----- Given data

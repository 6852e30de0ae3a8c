use chrono::Utc;
use jsonwebtoken::{decode, encode, DecodingKey, EncodingKey, Header, Validation};
use serde::{Deserialize, Serialize};

use crate::errors::AppError;

/// Fixed token lifetime: 24 hours.
const TOKEN_TTL_SECS: i64 = 24 * 60 * 60;

#[derive(Debug, Serialize, Deserialize)]
pub struct Claims {
    /// Subject: the user id.
    pub sub: i64,
    pub iat: i64,
    pub exp: i64,
}

/// Issues a signed HS256 bearer token carrying the user id as subject.
pub fn issue_token(user_id: i64, secret: &str) -> Result<String, AppError> {
    let now = Utc::now().timestamp();
    let claims = Claims {
        sub: user_id,
        iat: now,
        exp: now + TOKEN_TTL_SECS,
    };
    encode(
        &Header::default(),
        &claims,
        &EncodingKey::from_secret(secret.as_bytes()),
    )
    .map_err(|e| AppError::Internal(anyhow::anyhow!("token signing failed: {e}")))
}

/// Verifies signature and expiry, returning the subject user id.
/// Every failure mode collapses to `Unauthenticated`.
pub fn decode_token(token: &str, secret: &str) -> Result<i64, AppError> {
    let data = decode::<Claims>(
        token,
        &DecodingKey::from_secret(secret.as_bytes()),
        &Validation::default(),
    )
    .map_err(|_| AppError::Unauthenticated)?;
    Ok(data.claims.sub)
}
// Company resource. Reads are public; writes require authentication but are
// not owner-scoped: the schema has no owner column (see DESIGN.md).

pub mod handlers;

----------

Copy out all the records exactly.

repository 6852e30de0ae3a8c
use chrono::Utc;
use jsonwebtoken::{decode, encode, DecodingKey, EncodingKey, Header, Validation};
use serde::{Deserialize, Serialize};

use crate::errors::AppError;

/// Fixed token lifetime: 24 hours.
const TOKEN_TTL_SECS: i64 = 24 * 60 * 60;

#[derive(Debug, Serialize, Deserialize)]
pub struct Claims {
    /// Subject: the user id.
    pub sub: i64,
    pub iat: i64,
    pub exp: i64,
}

/// Issues a signed HS256 bearer token carrying the user id as subject.
pub fn issue_token(user_id: i64, secret: &str) -> Result<String, AppError> {
    let now = Utc::now().timestamp();
    let claims = Claims {
        sub: user_id,
        iat: now,
        exp: now + TOKEN_TTL_SECS,
    };
    encode(
        &Header::default(),
        &claims,
        &EncodingKey::from_secret(secret.as_bytes()),
    )
    .map_err(|e| AppError::Internal(anyhow::anyhow!("token signing failed: {e}")))
}

/// Verifies signature and expiry, returning the subject user id.
/// Every failure mode collapses to `Unauthenticated`.
pub fn decode_token(token: &str, secret: &str) -> Result<i64, AppError> {
    let data = decode::<Claims>(
        token,
        &DecodingKey::from_secret(secret.as_bytes()),
        &Validation::default(),
    )
    .map_err(|_| AppError::Unauthenticated)?;
    Ok(data.claims.sub)
}
// Company resource. Reads are public; writes require authentication but are
// not owner-scoped: the schema has no owner column (see DESIGN.md).

pub mod handlers;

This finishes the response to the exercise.